> **DATA SECTION**
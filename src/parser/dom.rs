//! Detached DOM tree and the HTML parser seam.
//!
//! Exporters never touch a concrete HTML library directly. They ask an
//! [`HtmlParser`] for a [`Node`] tree whose root is a fragment holding the
//! top-level nodes of the input in document order. The default
//! implementation is backed by `scraper` (html5ever), which recovers from
//! malformed markup the same way browsers do and never fails.

use once_cell::sync::Lazy;
use regex::Regex;
use scraper::{ElementRef, Html, Node as ScraperNode};

/// Node types kept in the tree. Comments, doctypes and processing
/// instructions are dropped during parsing.
#[derive(Debug, Clone, Copy, PartialEq, Eq)]
pub enum NodeType {
    /// Element node
    Element,
    /// Text node
    Text,
    /// Fragment root
    Fragment,
}

/// A node of a parsed HTML fragment.
#[derive(Debug, Clone, PartialEq)]
pub struct Node {
    /// Node type
    pub node_type: NodeType,

    /// Lowercase tag name for elements, empty otherwise
    pub tag: String,

    /// Text content for text nodes
    pub value: Option<String>,

    /// Attributes in source order
    pub attributes: Vec<(String, String)>,

    /// Child nodes
    pub children: Vec<Node>,
}

impl Node {
    /// Create a new element node.
    pub fn element(tag: &str) -> Self {
        Self {
            node_type: NodeType::Element,
            tag: tag.to_ascii_lowercase(),
            value: None,
            attributes: Vec::new(),
            children: Vec::new(),
        }
    }

    /// Create a new element node with attributes.
    pub fn element_with_attrs(tag: &str, attrs: Vec<(&str, &str)>) -> Self {
        let mut node = Self::element(tag);
        node.attributes = attrs
            .into_iter()
            .map(|(k, v)| (k.to_ascii_lowercase(), v.to_string()))
            .collect();
        node
    }

    /// Create a new text node.
    pub fn text(content: &str) -> Self {
        Self {
            node_type: NodeType::Text,
            tag: String::new(),
            value: Some(content.to_string()),
            attributes: Vec::new(),
            children: Vec::new(),
        }
    }

    /// Create an empty fragment root.
    pub fn fragment() -> Self {
        Self {
            node_type: NodeType::Fragment,
            tag: String::new(),
            value: None,
            attributes: Vec::new(),
            children: Vec::new(),
        }
    }

    /// Check if this is an element node.
    pub fn is_element(&self) -> bool {
        self.node_type == NodeType::Element
    }

    /// Check if this is a text node.
    pub fn is_text(&self) -> bool {
        self.node_type == NodeType::Text
    }

    /// Check if this is an element with one of the given tag names.
    pub fn is_any(&self, tags: &[&str]) -> bool {
        self.is_element() && tags.contains(&self.tag.as_str())
    }

    /// Get an attribute value by name (case-insensitive).
    pub fn attr(&self, name: &str) -> Option<&str> {
        self.attributes
            .iter()
            .find(|(k, _)| k.eq_ignore_ascii_case(name))
            .map(|(_, v)| v.as_str())
    }

    /// Get a property from the inline `style` attribute.
    pub fn style_property(&self, property: &str) -> Option<String> {
        let style = self.attr("style")?;
        style.split(';').find_map(|decl| {
            let (name, value) = decl.split_once(':')?;
            if name.trim().eq_ignore_ascii_case(property) {
                Some(value.trim().to_string())
            } else {
                None
            }
        })
    }

    /// Add a child node.
    pub fn add_child(&mut self, child: Node) {
        self.children.push(child);
    }

    /// Iterate over child nodes.
    pub fn children(&self) -> impl Iterator<Item = &Node> {
        self.children.iter()
    }

    /// Iterate over element children only.
    pub fn element_children(&self) -> impl Iterator<Item = &Node> {
        self.children().filter(|n| n.is_element())
    }

    /// Concatenated text of this node and all descendants.
    pub fn text_content(&self) -> String {
        let mut out = String::new();
        self.collect_text(&mut out);
        out
    }

    fn collect_text(&self, out: &mut String) {
        match self.node_type {
            NodeType::Text => {
                if let Some(ref v) = self.value {
                    out.push_str(v);
                }
            }
            _ => {
                for child in &self.children {
                    child.collect_text(out);
                }
            }
        }
    }

    /// First descendant element with the given tag, in document order.
    pub fn find_first(&self, tag: &str) -> Option<&Node> {
        for child in &self.children {
            if child.is_element() && child.tag == tag {
                return Some(child);
            }
            if let Some(found) = child.find_first(tag) {
                return Some(found);
            }
        }
        None
    }

    /// All descendant elements with the given tag, in document order.
    pub fn find_all(&self, tag: &str) -> Vec<&Node> {
        self.find_any(&[tag])
    }

    /// All descendant elements matching any of `tags`, in document order.
    pub fn find_any(&self, tags: &[&str]) -> Vec<&Node> {
        let mut found = Vec::new();
        self.collect_tagged(tags, &mut found);
        found
    }

    fn collect_tagged<'a>(&'a self, tags: &[&str], found: &mut Vec<&'a Node>) {
        for child in &self.children {
            if child.is_any(tags) {
                found.push(child);
            }
            child.collect_tagged(tags, found);
        }
    }

    /// Check if any descendant element has the given tag.
    pub fn contains(&self, tag: &str) -> bool {
        self.find_first(tag).is_some()
    }
}

/// Parses an HTML fragment into a detached [`Node`] tree.
///
/// Implementations must be tolerant: malformed markup is recovered on a best
/// effort basis and never produces an error. Nothing is executed and nothing
/// is fetched while parsing.
pub trait HtmlParser {
    /// Parse `html` and return a fragment node holding its top-level nodes.
    fn parse(&self, html: &str) -> Node;
}

/// Default parser backed by `scraper` / html5ever.
#[derive(Debug, Clone, Copy, Default)]
pub struct ScraperParser;

impl HtmlParser for ScraperParser {
    fn parse(&self, html: &str) -> Node {
        let document = Html::parse_fragment(html);
        let mut root = Node::fragment();
        // parse_fragment wraps the input in a synthetic <html> element
        append_children(document.root_element(), &mut root);
        root
    }
}

/// Parse an HTML fragment with the default parser.
///
/// # Example
///
/// ```rust
/// use reviewdoc::parser::parse_html;
///
/// let root = parse_html("<p>Hello <em>World</em></p>");
/// assert_eq!(root.children().count(), 1);
/// assert_eq!(root.text_content(), "Hello World");
/// ```
pub fn parse_html(html: &str) -> Node {
    ScraperParser.parse(html)
}

fn append_children(element: ElementRef, parent: &mut Node) {
    for child in element.children() {
        match child.value() {
            ScraperNode::Text(text) => {
                parent.add_child(Node::text(&text.text));
            }
            ScraperNode::Element(_) => {
                if let Some(child_element) = ElementRef::wrap(child) {
                    parent.add_child(convert_element(child_element));
                }
            }
            _ => {}
        }
    }
}

fn convert_element(element: ElementRef) -> Node {
    let attrs: Vec<(&str, &str)> = element.value().attrs().collect();
    let mut node = Node::element_with_attrs(element.value().name(), attrs);
    append_children(element, &mut node);
    node
}

static WHITESPACE: Lazy<Regex> = Lazy::new(|| Regex::new(r"\s+").expect("valid regex"));

/// Collapse every whitespace run (including newlines and non-breaking
/// spaces) into a single space. Leading and trailing spaces are kept.
pub fn collapse_whitespace(text: &str) -> String {
    WHITESPACE.replace_all(text, " ").into_owned()
}

#[cfg(test)]
mod tests {
    use super::*;

    #[test]
    fn test_parse_top_level_order() {
        let root = parse_html("<h1>A</h1><p>B</p>tail");
        let tags: Vec<&str> = root
            .children()
            .map(|n| if n.is_text() { "#text" } else { n.tag.as_str() })
            .collect();
        assert_eq!(tags, vec!["h1", "p", "#text"]);
    }

    #[test]
    fn test_parse_malformed_html_recovers() {
        let root = parse_html("<p>open <strong>bold<p>next");
        assert!(root.find_all("p").len() >= 2);
        assert!(root.text_content().contains("next"));
    }

    #[test]
    fn test_comments_are_dropped() {
        let root = parse_html("<p>safe</p><!-- note -->");
        assert_eq!(root.children().count(), 1);
    }

    #[test]
    fn test_attributes_and_style() {
        let root = parse_html(r#"<h1 style="text-align: center; color:red">T</h1>"#);
        let h1 = root.find_first("h1").unwrap();
        assert_eq!(h1.style_property("text-align").as_deref(), Some("center"));
        assert_eq!(h1.style_property("margin"), None);
        assert!(h1.attr("STYLE").is_some());
    }

    #[test]
    fn test_find_all_document_order() {
        let root = parse_html("<table><tr><td>1</td></tr><tr><td>2</td></tr></table>");
        let texts: Vec<String> = root.find_all("td").iter().map(|n| n.text_content()).collect();
        assert_eq!(texts, vec!["1", "2"]);
    }

    #[test]
    fn test_collapse_whitespace() {
        assert_eq!(collapse_whitespace("a \n\t b"), "a b");
        assert_eq!(collapse_whitespace("Hello "), "Hello ");
        assert_eq!(collapse_whitespace("x\u{a0}\u{a0}y"), "x y");
    }
}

> **PROBLEM REQUIREMENTS**
How many lines of the listing above carry the string "center"? Report that number with no other text.

> **WRITTEN ANSWER**
2